Belle could recognize it in his eyes. The desperation. The delirium. It was then that her whispers would take on a different tone. It was then that she'd tell him, them, about the Allies.

It was then that she'd wax nations into heroes.

Valiant France. Noble Britain. Their struggles to defend her in this war and the last. He would let her rock him to the rhythm of these stories. Pretend that he was small like Emile and drift to her words. Be weak for a while.

It could never last. He was too old, knew too much. He'd looked too often into the eyes of France and Britain and seen their greed. Their cruelty. He knew all too well why they fought. Fear. Rage. Pride. There was no nobility hidden there. They were all too old for it.

Even Canada, whom Lars had never met and made Belle grin to speak of. He'd heard of how the young nation's government refused to harbour refugees. It seemed to clash with how Belle described him. How could a nation be sweet, or genuine, when their government was so cold? It reminded Lars of Spain, and that just made him feel ill.

With great reluctance, Lars pulled himself to his feet. The floor boards creaked like old bones underfoot and he had to repress a flinch. Immediately, he missed feeling Belle's fingers in his hair.

She and Emile were curled together, having fallen asleep while Belle murmured her stories. He wanted to rejoin them but he knew it was too risky. Too risky, even, to let Emile and Belle sleep. At night, they'd discovered, they were clear to do as they pleased, but days were dangerous. If they were discovered... Lars didn't want to think about it. He already had too many worries, with his royals in Britain's ugly mitts and the Resistance trying to pull itself together. The last thing he needed was those German fucks having a reason to watch him or Belle or Emile any closer.

"Belle," he whispered, crouching beside her. "You need to wake up."

An eye cracked open, green and baleful. "Wasn't sleepin'," her hand carded idly through Emile's hair. "He is, though."

Lars nodded. "I know, but if we're found..."

"We're fucked, yeah." She sighed, rubbing a hand across her face. Her gaze settled on Emile. "He's so young, Lars."

Lars shifted, suddenly uncomfortable. "He was founded a thousand years ago."

Belle's glare was poisonous. "And he's been fully independent for hardly more than seventy. Don't give me that, Lars."

"You don't deserve this either, Belle." She paused in gathering herself, jacket half-buttoned. Lars had the mad urge to hug her. He would have, too, if Emile hadn't still been in a sleepy puddle at her feet.

Instead, she sucked a breath through her teeth and smiled. "But I have done it before, and I will do it again.
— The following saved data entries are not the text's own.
//! Chrome adapter
//!
//! Launches or attaches to Chrome through the DevTools protocol, captures the live page
//! (including same-origin iframe documents and layout rectangles) as an [`ElementNode`]
//! snapshot, and draws highlight boxes for scanned records.
//!
//! [`ElementNode`]: crate::dom::ElementNode

pub mod config;
pub mod session;

pub use config::{ConnectionOptions, LaunchOptions};
pub use session::{BrowserSession, LocatorKind};
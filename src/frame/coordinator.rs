use crate::audit::{InfractionRecord, audit};
use crate::config::ScanConfig;
use crate::dom::{DomTree, ElementNode, NodeId};
use crate::error::Result;
use crate::frame::mailbox::{FrameAddress, Mailbox, Outbox, PostOffice};
use crate::frame::message::FrameMessage;
use crate::locator::LocatorBuilder;
use crate::scan::{
    ElementRecord, FrameLocator, InventoryStore, InventoryWriter, PageScanner, ScanSession, Storage,
};
use indexmap::IndexMap;
use log::{debug, info};
use serde_json::Value;
use std::sync::Arc;

/// Where a frame identified by a locator sits in the page
#[derive(Debug, Clone, Copy, PartialEq, Eq)]
pub struct FrameLink {
    pub address: FrameAddress,
    pub parent: FrameAddress,
}

/// Locators this frame has handed to its child frames
#[derive(Debug, Clone, Default)]
pub struct FrameRegistry {
    links: IndexMap<String, FrameLink>,
}

impl FrameRegistry {
    pub fn register(&mut self, locator: impl Into<String>, link: FrameLink) {
        self.links.insert(locator.into(), link);
    }

    pub fn get(&self, locator: &str) -> Option<FrameLink> {
        self.links.get(locator).copied()
    }

    pub fn len(&self) -> usize {
        self.links.len()
    }

    pub fn is_empty(&self) -> bool {
        self.links.is_empty()
    }

    pub fn iter(&self) -> impl Iterator<Item = (&str, FrameLink)> {
        self.links.iter().map(|(locator, link)| (locator.as_str(), *link))
    }
}

/// Scanning actor for one frame of a page
pub struct FrameAgent {
    address: FrameAddress,
    parent: Option<FrameAddress>,
    document: DomTree,
    session: ScanSession,
    /// iframe element of this document -> frame loaded in it
    children: IndexMap<NodeId, FrameAddress>,
    registry: FrameRegistry,
    writer: Option<InventoryWriter>,
    pending_scan: bool,
    mailbox: Mailbox,
    config: Arc<ScanConfig>,
}

impl FrameAgent {
    pub(crate) fn new(
        document: DomTree,
        parent: Option<FrameAddress>,
        mailbox: Mailbox,
        writer: Option<InventoryWriter>,
        config: Arc<ScanConfig>,
    ) -> Self {
        Self {
            address: mailbox.address(),
            parent,
            document,
            session: ScanSession::new(),
            children: IndexMap::new(),
            registry: FrameRegistry::default(),
            writer,
            pending_scan: false,
            mailbox,
            config,
        }
    }

    pub fn address(&self) -> FrameAddress {
        self.address
    }

    pub fn parent(&self) -> Option<FrameAddress> {
        self.parent
    }

    /// The top-level frame has no parent
    pub fn is_root(&self) -> bool {
        self.parent.is_none()
    }

    pub fn document(&self) -> &DomTree {
        &self.document
    }

    pub fn session(&self) -> &ScanSession {
        &self.session
    }

    pub fn session_mut(&mut self) -> &mut ScanSession {
        &mut self.session
    }

    pub fn registry(&self) -> &FrameRegistry {
        &self.registry
    }

    pub fn pending_scan(&self) -> bool {
        self.pending_scan
    }

    /// Child frames in document order of their iframe elements
    pub fn children(&self) -> impl Iterator<Item = (NodeId, FrameAddress)> + '_ {
        self.children.iter().map(|(node, address)| (*node, *address))
    }

    pub(crate) fn add_child(&mut self, iframe: NodeId, child: FrameAddress) {
        self.children.insert(iframe, child);
    }

    /// Called once when the frame's document loads
    pub fn start(&mut self, outbox: &mut dyn Outbox) -> Result<()> {
        if let Some(writer) = self.writer.as_mut() {
            writer.reset()?;
            self.session.set_frame(FrameLocator::Root);
        } else if !self.session.frame().is_assigned() {
            self.request_identity(outbox);
        }
        Ok(())
    }

    pub fn handle(&mut self, message: FrameMessage, outbox: &mut dyn Outbox) -> Result<()> {
        match message {
            FrameMessage::RequestIdentity => self.assign_child_identities(outbox),
            FrameMessage::AssignIdentity(locator) => {
                if self.is_root() {
                    return Ok(());
                }
                self.session.set_frame(FrameLocator::from(locator));
                if self.pending_scan && self.session.frame().is_assigned() {
                    self.pending_scan = false;
                    self.scan(outbox)?;
                }
            }
            FrameMessage::Rescan => self.scan(outbox)?,
            FrameMessage::Elements(batch) => match self.writer.as_mut() {
                Some(writer) => {
                    writer.merge_elements(batch)?;
                }
                None => self.post_to_parent(outbox, &FrameMessage::Elements(batch)),
            },
            FrameMessage::Infractions(batch) => match self.writer.as_mut() {
                Some(writer) => {
                    writer.merge_infractions(batch)?;
                }
                None => self.post_to_parent(outbox, &FrameMessage::Infractions(batch)),
            },
        }
        Ok(())
    }

    /// Scan this frame, hand the results toward the top frame, and ask nested frames to
    /// do the same. A child frame without an identity asks its parent for one first and
    /// scans once it arrives.
    pub fn scan(&mut self, outbox: &mut dyn Outbox) -> Result<()> {
        if let Some(writer) = self.writer.as_mut() {
            writer.reset()?;
            self.session.set_frame(FrameLocator::Root);
        }

        if !self.session.frame().is_assigned() {
            self.pending_scan = true;
            self.request_identity(outbox);
            return Ok(());
        }

        let mut assignments: Vec<(NodeId, String)> = Vec::new();
        PageScanner::new(&self.config).scan(&self.document, &mut self.session, &mut assignments);
        self.route_identities(assignments, outbox);

        let infractions: Option<Vec<InfractionRecord>> = if self.config.audit {
            let found = audit(&self.document, self.session.frame());
            self.session.set_infractions(found.clone());
            Some(found)
        } else {
            None
        };

        let elements: Vec<ElementRecord> = self.session.elements().to_vec();
        match self.writer.as_mut() {
            Some(writer) => {
                writer.replace_elements(&elements)?;
                if let Some(infractions) = &infractions {
                    writer.replace_infractions(infractions)?;
                }
                info!("Top frame stored {} elements", elements.len());
            }
            None => {
                self.post_to_parent(outbox, &FrameMessage::Elements(elements));
                if let Some(infractions) = infractions {
                    self.post_to_parent(outbox, &FrameMessage::Infractions(infractions));
                }
            }
        }

        for child in self.children.values() {
            outbox.post(self.address, *child, &FrameMessage::Rescan);
        }
        Ok(())
    }

    /// Compute every iframe's locator and send it to the frame inside
    fn assign_child_identities(&mut self, outbox: &mut dyn Outbox) {
        let builder = LocatorBuilder::new(&self.document);
        let assignments: Vec<(NodeId, String)> = self
            .document
            .elements_by_tag_name("iframe")
            .into_iter()
            .map(|iframe| (iframe, builder.build("iframe", iframe).xpath))
            .collect();
        self.route_identities(assignments, outbox);
    }

    fn route_identities(&mut self, assignments: Vec<(NodeId, String)>, outbox: &mut dyn Outbox) {
        for (iframe, locator) in assignments {
            match self.children.get(&iframe) {
                Some(&child) => {
                    self.registry.register(
                        locator.as_str(),
                        FrameLink {
                            address: child,
                            parent: self.address,
                        },
                    );
                    outbox.post(self.address, child, &FrameMessage::AssignIdentity(locator));
                }
                None => debug!("No reachable document behind iframe {}", locator),
            }
        }
    }

    fn request_identity(&mut self, outbox: &mut dyn Outbox) {
        self.post_to_parent(outbox, &FrameMessage::RequestIdentity);
    }

    fn post_to_parent(&self, outbox: &mut dyn Outbox, message: &FrameMessage) {
        if let Some(parent) = self.parent {
            outbox.post(self.address, parent, message);
        }
    }

    fn next_message(&mut self) -> Option<FrameMessage> {
        self.mailbox.try_next()
    }
}

/// All frames of one loaded page plus the channel between them
pub struct Page {
    agents: Vec<FrameAgent>,
    post_office: PostOffice,
    store: InventoryStore,
    config: Arc<ScanConfig>,
}

impl Page {
    /// Load a page snapshot: one agent per reachable frame, then let every child frame
    /// obtain its identity
    pub fn new(
        snapshot: ElementNode,
        config: ScanConfig,
        storage: impl Storage + 'static,
    ) -> Result<Self> {
        let store = InventoryStore::new(storage, &config);
        let mut page = Self {
            agents: Vec::new(),
            post_office: PostOffice::new(),
            store,
            config: Arc::new(config),
        };

        let writer = page.store.writer();
        page.spawn(snapshot, None, Some(writer));
        info!("Loaded page with {} frames", page.agents.len());

        for agent in page.agents.iter_mut() {
            agent.start(&mut page.post_office)?;
        }
        page.run_until_idle()?;
        Ok(page)
    }

    pub fn in_memory(snapshot: ElementNode, config: ScanConfig) -> Result<Self> {
        Self::new(snapshot, config, crate::scan::MemoryStorage::new())
    }

    fn spawn(
        &mut self,
        root: ElementNode,
        parent: Option<FrameAddress>,
        writer: Option<InventoryWriter>,
    ) -> FrameAddress {
        let mut document = DomTree::new(root);
        let nested: Vec<(NodeId, ElementNode)> = document
            .elements_by_tag_name("iframe")
            .into_iter()
            .filter_map(|iframe| {
                document
                    .take_content_document(iframe)
                    .map(|inner| (iframe, inner))
            })
            .collect();

        let mailbox = self.post_office.open_mailbox();
        let address = mailbox.address();
        debug!(
            "Frame {} holds {} elements and {} nested documents",
            address.index(),
            document.count_elements(),
            nested.len()
        );
        self.agents
            .push(FrameAgent::new(document, parent, mailbox, writer, self.config.clone()));

        for (iframe, inner) in nested {
            let child = self.spawn(inner, Some(address), None);
            self.agents[address.index()].add_child(iframe, child);
        }
        address
    }

    /// Run a full scan cycle from the top frame down and wait for it to settle
    pub fn scan(&mut self) -> Result<Vec<ElementRecord>> {
        self.post(FrameAddress::TOP, &FrameMessage::Rescan);
        let delivered = self.run_until_idle()?;
        debug!("Scan cycle settled after {} messages", delivered);
        self.store.elements()
    }

    /// Queue a message for a frame as if it came from the top frame
    pub fn post(&mut self, to: FrameAddress, message: &FrameMessage) {
        self.post_office.post(FrameAddress::TOP, to, message);
    }

    /// Queue a raw payload for a frame
    pub fn post_raw(&mut self, to: FrameAddress, payload: Value) -> bool {
        self.post_office.deliver(FrameAddress::TOP, to, payload)
    }

    /// Deliver queued messages until every mailbox is empty; returns how many were handled
    pub fn run_until_idle(&mut self) -> Result<usize> {
        let mut delivered = 0;
        loop {
            let mut progressed = false;
            for agent in self.agents.iter_mut() {
                while let Some(message) = agent.next_message() {
                    agent.handle(message, &mut self.post_office)?;
                    delivered += 1;
                    progressed = true;
                }
            }
            if !progressed {
                return Ok(delivered);
            }
        }
    }

    pub fn inventory(&self) -> &InventoryStore {
        &self.store
    }

    pub fn config(&self) -> &ScanConfig {
        &self.config
    }

    pub fn agents(&self) -> &[FrameAgent] {
        &self.agents
    }

    pub fn agent(&self, address: FrameAddress) -> Option<&FrameAgent> {
        self.agents.get(address.index())
    }

    pub fn agent_mut(&mut self, address: FrameAddress) -> Option<&mut FrameAgent> {
        self.agents.get_mut(address.index())
    }

    pub fn root(&self) -> &FrameAgent {
        &self.agents[FrameAddress::TOP.index()]
    }

    /// Frame that `parent` handed `locator` to. Locators are only unique among the
    /// iframes of one document, so the parent is part of the key.
    pub fn locate(&self, parent: FrameAddress, locator: &str) -> Option<FrameLink> {
        self.agent(parent)?.registry().get(locator)
    }

    /// Frames whose assigned identity is `frame`, in page order
    pub fn frames_with(&self, frame: &FrameLocator) -> Vec<FrameAddress> {
        self.agents
            .iter()
            .filter(|agent| agent.session().frame() == frame)
            .map(FrameAgent::address)
            .collect()
    }

    /// Locators from the top frame down to the frame at `address`
    pub fn address_path(&self, address: FrameAddress) -> Option<Vec<String>> {
        let mut path = Vec::new();
        let mut current = self.agent(address)?;

        while let Some(parent) = current.parent() {
            let FrameLocator::Frame(locator) = current.session().frame() else {
                return None;
            };
            self.locate(parent, locator)
                .filter(|link| link.address == current.address())?;
            path.push(locator.clone());
            current = self.agent(parent)?;
        }

        path.reverse();
        Some(path)
    }

    /// Locators from the top frame down to the frame identified by `frame`.
    ///
    /// Sibling documents may hand out the same locator; when several frames share it the
    /// most deeply nested one wins. Use [`Page::frame_path_for`] to resolve a scanned
    /// record exactly.
    pub fn frame_path(&self, frame: &FrameLocator) -> Option<Vec<String>> {
        if frame.is_root() {
            return Some(Vec::new());
        }
        self.frames_with(frame)
            .into_iter()
            .filter_map(|address| self.address_path(address))
            .rev()
            .max_by_key(Vec::len)
    }

    /// Locators from the top frame down to the frame that admitted `record`
    pub fn frame_path_for(&self, record: &ElementRecord) -> Option<Vec<String>> {
        let owner = self.frames_with(&record.frame).into_iter().find(|&address| {
            self.agent(address).is_some_and(|agent| {
                agent.session().elements().iter().any(|admitted| admitted.same_element(record))
            })
        });

        match owner {
            Some(address) => self.address_path(address),
            None => self.frame_path(&record.frame),
        }
    }
}
//! xpath-scan
//!
//! Opens a page in Chrome, scans every reachable frame for automatable elements and prints
//! the merged inventory. Optionally exports a pybot object file.

use anyhow::{Context, Result};
use clap::Parser;
use log::info;
use std::path::PathBuf;
use xpath_scanner::audit::group_by_rule;
use xpath_scanner::browser::{BrowserSession, ConnectionOptions, LaunchOptions};
use xpath_scanner::catalog::{ElementFilter, ObjectCatalog};
use xpath_scanner::config::ScanConfig;
use xpath_scanner::locator::Quality;
use xpath_scanner::scan::{FileStorage, MemoryStorage};

#[derive(Parser)]
#[command(name = "xpath-scan")]
#[command(version)]
#[command(
    about = "Scan a page for automatable elements and synthesize XPath locators",
    long_about = None
)]
struct Cli {
    /// Page to scan
    url: String,

    /// Launch browser in headed mode (default: headless)
    #[arg(long, short = 'H')]
    headed: bool,

    /// Path to custom browser executable
    #[arg(long, value_name = "PATH")]
    executable_path: Option<PathBuf>,

    /// WebSocket endpoint URL for remote browser connection
    #[arg(long, value_name = "URL")]
    ws_endpoint: Option<String>,

    /// Persistent browser profile directory
    #[arg(long, value_name = "DIR")]
    user_data_dir: Option<PathBuf>,

    /// Scan configuration as JSON
    #[arg(long, value_name = "FILE")]
    config: Option<PathBuf>,

    /// Keep the inventory in this directory instead of in memory
    #[arg(long, value_name = "DIR")]
    store_dir: Option<PathBuf>,

    /// Lowest locator quality to export (0-3)
    #[arg(long, default_value = "0", value_parser = clap::value_parser!(u8).range(0..=3))]
    min_quality: u8,

    /// Tags to export, comma separated (default: all)
    #[arg(long, value_delimiter = ',')]
    tags: Vec<String>,

    /// Write the selected elements as a pybot object file
    #[arg(long, short = 'o', value_name = "FILE")]
    output: Option<PathBuf>,

    /// Print the inventory as JSON
    #[arg(long)]
    json: bool,
}

fn main() -> Result<()> {
    env_logger::init();
    let cli = Cli::parse();

    let config = match &cli.config {
        Some(path) => {
            let json = std::fs::read_to_string(path)
                .with_context(|| format!("reading {}", path.display()))?;
            ScanConfig::from_json(&json)?
        }
        None => ScanConfig::default(),
    };

    let session = match &cli.ws_endpoint {
        Some(endpoint) => BrowserSession::connect(ConnectionOptions::new(endpoint))?,
        None => {
            let mut options = LaunchOptions::new().headless(!cli.headed);
            if let Some(path) = &cli.executable_path {
                options = options.chrome_path(path);
            }
            if let Some(dir) = &cli.user_data_dir {
                options = options.user_data_dir(dir);
            }
            BrowserSession::launch(options)?
        }
    };

    session.navigate(&cli.url)?;
    session.wait_for_navigation()?;
    info!("Loaded {}", cli.url);

    let mut page = match &cli.store_dir {
        Some(dir) => session.scan_page(config, FileStorage::open(dir)?)?,
        None => session.scan_page(config, MemoryStorage::new())?,
    };
    let elements = page.scan()?;
    let infractions = page.inventory().infractions()?;

    if cli.json {
        println!("{}", serde_json::to_string_pretty(&elements)?);
    } else {
        for record in &elements {
            println!(
                "{:<10} q{}  {:<6} {}",
                record.tag_name, record.quality, record.frame, record.xpath
            );
        }
        eprintln!("{} elements", elements.len());
        for (rule, hits) in group_by_rule(&infractions) {
            eprintln!("{}: {} infractions", rule, hits.len());
        }
    }

    if let Some(path) = &cli.output {
        let mut catalog = ObjectCatalog::new();
        catalog.load_inventory(&elements);
        let min_quality = Quality::try_from(cli.min_quality).map_err(anyhow::Error::msg)?;
        let filter = ElementFilter::new(min_quality).with_tags(&cli.tags);
        let written = catalog.save_to_file(&filter, path)?;
        eprintln!("Wrote {} objects to {}", written, path.display());
    }

    session.close()?;
    Ok(())
}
Chin up, my brother." Then she hugged him, stepping over Emile, who was rubbing tiredly at his eyes. She offered her hand and the younger nation joined them, standing at least a foot shorter than both Lars and Belle.

"It will get better." She murmured. Lars held her tighter, one hand fixed on Emile's shoulder, trying to ignore how thin she felt even through her thick coat. At last, she pulled away.

"One way or another," she smiled tightly, "it gets better." Lars nodded, not prepared to argue views that would only bring her down. Instead, he drew Emile into a quick hug and then sent them on their way, confident that the muted hustle of the city in the morning would be enough to cover their movements.

Once he was certain they'd left his streets without molestation, Lars turned away from the window and gathered his own few things. When done, he left out the backdoor.

Following a convoluted network of streets, he made his way to where he'd set up his base. His own home was watched far too heavily to be any place of rest, so he'd been forced to find another. He'd drop by the other house later, just to give the spies something to report, but for now he was as safe as he could be.

He only hoped that it would remain that way, for all of them.


It was 1944, barely so, and Lars' people were always in pain. Those involved with the Resistance did what they could, but many cells were small and disconnected, and the Nazis were clever and brutal. They withheld food and food stamps and took hundreds and hundreds of people to deport and lock up and blatantly kill.

Lars did what he could. He helped make forgeries and hid people away, fluttered from cell to cell breaking German communication networks and sabotaging what trains his people could still reach. He smiled complacently when the Nazis looked his way, every inch the cooperative government drone, and then sent them on wild goose chases. He ignored his fears for Belle and Emile, whom he hadn't seen since the February strike in 41' tightened restrictions, and focused on keeping his people alive.

Still, he did manage to find the odd quiet moment.

Wincing as he settled himself into an ancient rocking chair, Lars cursed his aching joints. He'd never felt as old as he did now. He'd taken to avoiding mirrors for just that reason, finding a quiet horror in his pallid face and hollow cheeks. By nature, nations were hardy creatures. It took a significant amount of suffering for his kind to retain injuries like the bruises Lars had noticed crawling up his arms and across his chest. What that meant for his people... Well, he had his nightmares to dissect that. Now was time for a rare pleasure.

Ignoring the fine tremors in his hands, Lars untucked a small letter from a pocket hidden in the seam of his jacket. Only half the size of a regular piece of letter paper, the spidery red scrawl contrasted sharply with the white background. Lars smiled a little at that. The last note had come on the back of an old newspaper, and before that, a napkin. It would seem that the author of the notes lived about as turbulently as Lars did. It gave him some extra confidence that the notes, which had fast become the highlight of his day, weren't just some trick of his invaders.

When he'd received the first note, Lars had been hesitant to so much as open it. The continued occupation of his nation wore on him, leaving him distraught and paranoid by turns. It had only been a hateful combination of curiosity and boredom that had pushed him to unfold it.

He'd had to force himself to stifle tears when he'd read the words contained.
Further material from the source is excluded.